Zasady naboru do policji będą prostsze i bardziej elastyczne. Będzie można m.in. zgłaszać się do niej w dowolnym momencie, poprawiać niezaliczone testy, a potknięcie na jednym z etapów nie będzie dyskwalifikujące – zapowiada szef MSWiA Władysław Stasiak
W policji jest ok. siedmiu tysięcy wakatów, ale minister spraw wewnętrznych zaprzecza jakoby brakowało kandydatów do służby. Nowe zasady naboru tłumaczy tym, że do tej pory część z nich nie potrafiło przejść przez sito naboru.
- Zdecydowanie nie obniżamy poprzeczki. Do policji powinni trafiać ludzie, którzy ustawiają ją wysoko, podobnie jak cała formacja. Nie chodzi o to, żeby przyjmować każdego – ocenił minister, zapowiadając towarzyszącą nowym zasadom akcję promocyjną, zachęcającą do służby w policji.
Teraz nie będzie systemu etapowego, polegającego na tym, że jeżeli ktoś odpadnie w pierwszym etapie (np. nie zaliczy testu sprawnościowego), nie przechodzi dalej. Kandydaci będą zbierać punkty we wszystkich etapach naboru. Nieco słabsi fizycznie mogą nadrobić w innych dziedzinach. Testy z wiedzy i sprawnościowe będzie można poprawiać. Żeby zgłosić się do policji, nie trzeba też będzie – jak dziś – czekać na ogłoszenie o naborze. Nie trzeba też będzie przynosić zaświadczenia o niekaralności. Policja sprawdzi to sama.

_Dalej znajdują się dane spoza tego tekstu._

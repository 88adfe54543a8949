//! Related-object edges between PCDM objects

use crate::config::DuplicatePolicy;
use crate::error::{GraphError, GraphResult};
use crate::node::{NodeId, TypedNode};
use serde::{Deserialize, Serialize};
use std::collections::{HashMap, HashSet};

/// Source object is related to target object
#[derive(Debug, Clone, Copy, PartialEq, Eq, Hash, Serialize, Deserialize)]
pub struct RelationEdge {
    pub source: NodeId,
    pub target: NodeId,
}

/// Object -> related object graph
///
/// Edges are directed and carry no containment meaning, so `A -> B` and
/// `B -> A` may coexist. Only self relations are refused.
#[derive(Debug, Clone, Default)]
pub struct RelationGraph {
    duplicates: DuplicatePolicy,
    related: HashMap<NodeId, Vec<NodeId>>,
    referrers: HashMap<NodeId, HashSet<NodeId>>,
}

impl RelationGraph {
    pub fn new(duplicates: DuplicatePolicy) -> Self {
        Self {
            duplicates,
            ..Default::default()
        }
    }

    /// Rebuild from exported edges; iteration order becomes listing order
    ///
    /// A repeated edge is an error whatever the duplicate policy, since an
    /// export never contains one.
    pub fn from_edges(
        duplicates: DuplicatePolicy,
        edges: impl IntoIterator<Item = RelationEdge>,
    ) -> GraphResult<Self> {
        let mut graph = Self::new(duplicates);
        for edge in edges {
            if edge.source == edge.target {
                return Err(GraphError::SelfRelation(edge.source));
            }
            if graph.contains(edge.source, edge.target) {
                return Err(GraphError::DuplicateEdge {
                    from: edge.source,
                    to: edge.target,
                });
            }
            graph.link(edge);
        }
        Ok(graph)
    }

    pub fn duplicate_policy(&self) -> DuplicatePolicy {
        self.duplicates
    }

    /// Relate `source` to `target`
    ///
    /// Returns `false` when the edge already existed and the duplicate
    /// policy is `Ignore`.
    pub fn add_related(&mut self, source: TypedNode, target: TypedNode) -> GraphResult<bool> {
        for endpoint in [source, target] {
            if !endpoint.kind.can_relate() {
                return Err(GraphError::InvalidRelationEndpoint {
                    id: endpoint.id,
                    kind: endpoint.kind,
                });
            }
        }
        if source.id == target.id {
            return Err(GraphError::SelfRelation(source.id));
        }
        if self.contains(source.id, target.id) {
            return match self.duplicates {
                DuplicatePolicy::Reject => Err(GraphError::DuplicateEdge {
                    from: source.id,
                    to: target.id,
                }),
                DuplicatePolicy::Ignore => Ok(false),
            };
        }

        self.link(RelationEdge {
            source: source.id,
            target: target.id,
        });
        tracing::debug!("Related {} -> {}", source.id, target.id);
        Ok(true)
    }

    fn link(&mut self, edge: RelationEdge) {
        self.related.entry(edge.source).or_default().push(edge.target);
        self.referrers.entry(edge.target).or_default().insert(edge.source);
    }

    pub fn remove_related(&mut self, source: NodeId, target: NodeId) -> GraphResult<RelationEdge> {
        let not_found = GraphError::EdgeNotFound {
            from: source,
            to: target,
        };
        let targets = self.related.get_mut(&source).ok_or(not_found.clone())?;
        let index = targets.iter().position(|t| *t == target).ok_or(not_found)?;
        targets.remove(index);
        if targets.is_empty() {
            self.related.remove(&source);
        }
        self.unlink_referrer(target, source);

        tracing::debug!("Unrelated {} -> {}", source, target);
        Ok(RelationEdge { source, target })
    }

    /// Drop every edge where `id` is source or target
    pub fn remove_node(&mut self, id: NodeId) -> Vec<RelationEdge> {
        let mut removed = Vec::new();

        if let Some(targets) = self.related.remove(&id) {
            for target in targets {
                self.unlink_referrer(target, id);
                removed.push(RelationEdge { source: id, target });
            }
        }

        if let Some(sources) = self.referrers.remove(&id) {
            for source in sources {
                if let Some(targets) = self.related.get_mut(&source) {
                    targets.retain(|t| *t != id);
                    if targets.is_empty() {
                        self.related.remove(&source);
                    }
                }
                removed.push(RelationEdge { source, target: id });
            }
        }

        removed
    }

    fn unlink_referrer(&mut self, target: NodeId, source: NodeId) {
        if let Some(set) = self.referrers.get_mut(&target) {
            set.remove(&source);
            if set.is_empty() {
                self.referrers.remove(&target);
            }
        }
    }

    pub fn contains(&self, source: NodeId, target: NodeId) -> bool {
        self.related
            .get(&source)
            .map(|targets| targets.contains(&target))
            .unwrap_or(false)
    }

    /// Objects related from `source`, in insertion order
    pub fn list_related(&self, source: NodeId) -> Vec<NodeId> {
        self.related.get(&source).cloned().unwrap_or_default()
    }

    /// Objects that relate to `target`
    pub fn list_related_by(&self, target: NodeId) -> HashSet<NodeId> {
        self.referrers.get(&target).cloned().unwrap_or_default()
    }

    pub fn edges(&self) -> impl Iterator<Item = RelationEdge> + '_ {
        self.related.iter().flat_map(|(source, targets)| {
            targets.iter().map(move |target| RelationEdge {
                source: *source,
                target: *target,
            })
        })
    }

    pub fn len(&self) -> usize {
        self.related.values().map(Vec::len).sum()
    }

    pub fn is_empty(&self) -> bool {
        self.related.is_empty()
    }
}

#[cfg(test)]
mod tests {
    use super::*;
    use crate::node::Kind;

    fn node(kind: Kind) -> TypedNode {
        TypedNode::new(NodeId::new(), kind)
    }

    #[test]
    fn test_related_in_insertion_order() {
        let mut graph = RelationGraph::default();
        let o1 = node(Kind::Object);
        let o2 = node(Kind::Object);
        let o3 = node(Kind::Object);

        assert!(graph.add_related(o1, o2).unwrap());
        assert!(graph.add_related(o1, o3).unwrap());

        assert_eq!(graph.list_related(o1.id), vec![o2.id, o3.id]);
        assert!(graph.list_related(o2.id).is_empty());
        assert!(graph.list_related_by(o2.id).contains(&o1.id));
    }

    #[test]
    fn test_only_objects_relate() {
        let mut graph = RelationGraph::default();
        let object = node(Kind::Object);

        for kind in [Kind::Collection, Kind::File, Kind::Other] {
            let bad = node(kind);
            assert_eq!(
                graph.add_related(object, bad),
                Err(GraphError::InvalidRelationEndpoint { id: bad.id, kind })
            );
            assert_eq!(
                graph.add_related(bad, object),
                Err(GraphError::InvalidRelationEndpoint { id: bad.id, kind })
            );
        }
        assert!(graph.is_empty());
    }

    #[test]
    fn test_self_relation() {
        let mut graph = RelationGraph::default();
        let object = node(Kind::Object);
        assert_eq!(
            graph.add_related(object, object),
            Err(GraphError::SelfRelation(object.id))
        );
    }

    #[test]
    fn test_duplicate_policies() {
        let o1 = node(Kind::Object);
        let o2 = node(Kind::Object);

        let mut strict = RelationGraph::new(DuplicatePolicy::Reject);
        strict.add_related(o1, o2).unwrap();
        assert!(matches!(
            strict.add_related(o1, o2),
            Err(GraphError::DuplicateEdge { .. })
        ));

        let mut lenient = RelationGraph::new(DuplicatePolicy::Ignore);
        assert!(lenient.add_related(o1, o2).unwrap());
        assert!(!lenient.add_related(o1, o2).unwrap());
        assert_eq!(lenient.list_related(o1.id), vec![o2.id]);
    }

    #[test]
    fn test_reverse_edge_allowed() {
        let mut graph = RelationGraph::default();
        let a = node(Kind::Object);
        let b = node(Kind::Object);

        graph.add_related(a, b).unwrap();
        graph.add_related(b, a).unwrap();
        assert_eq!(graph.len(), 2);
    }

    #[test]
    fn test_remove_related() {
        let mut graph = RelationGraph::default();
        let a = node(Kind::Object);
        let b = node(Kind::Object);
        let c = node(Kind::Object);
        graph.add_related(a, b).unwrap();
        graph.add_related(a, c).unwrap();

        graph.remove_related(a.id, b.id).unwrap();
        assert_eq!(graph.list_related(a.id), vec![c.id]);
        assert!(graph.list_related_by(b.id).is_empty());

        assert!(matches!(
            graph.remove_related(a.id, b.id),
            Err(GraphError::EdgeNotFound { .. })
        ));
    }

    #[test]
    fn test_remove_node() {
        let mut graph = RelationGraph::default();
        let a = node(Kind::Object);
        let b = node(Kind::Object);
        let c = node(Kind::Object);
        graph.add_related(a, b).unwrap();
        graph.add_related(b, a).unwrap();
        graph.add_related(c, a).unwrap();
        graph.add_related(b, c).unwrap();

        let removed = graph.remove_node(a.id);
        assert_eq!(removed.len(), 3);
        assert_eq!(graph.list_related(b.id), vec![c.id]);
        assert!(graph.list_related(c.id).is_empty());
        assert_eq!(graph.len(), 1);
    }

    #[test]
    fn test_from_edges_rejects_repeated_edge() {
        let (a, b) = (NodeId::new(), NodeId::new());
        let edges = vec![
            RelationEdge { source: a, target: b },
            RelationEdge { source: b, target: a },
            RelationEdge { source: a, target: b },
        ];

        for policy in [DuplicatePolicy::Reject, DuplicatePolicy::Ignore] {
            assert_eq!(
                RelationGraph::from_edges(policy, edges.clone()).unwrap_err(),
                GraphError::DuplicateEdge { from: a, to: b }
            );
        }
        let graph = RelationGraph::from_edges(DuplicatePolicy::Reject, edges[..2].to_vec()).unwrap();
        assert_eq!(graph.len(), 2);
    }
}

Remonty posterunków policji i podwyżki dla funkcjonariuszy Minister przypomniał, że na program modernizacji policji w latach 2007-2009 przeznaczono dodatkowo 4,5 mld zł z sumy 6,3 mld zł dla wszystkich formacji podległych MSWiA. W tym roku formacje te otrzymają dodatkowo 1,2 mld zł - na wzrost płac, sprzęt i wyposażenie oraz inwestycje i remonty. Trwają już inwestycje i remonty w ok. 400 obiektach policyjnych. Policja unowocześni też swoją pracę, wprowadzając m.in. elektroniczną książkę zdarzeń.
Według Stasiaka, w ciągu trzech lat płace policjantów mają wzrosnąć średnio o ok. 750 zł.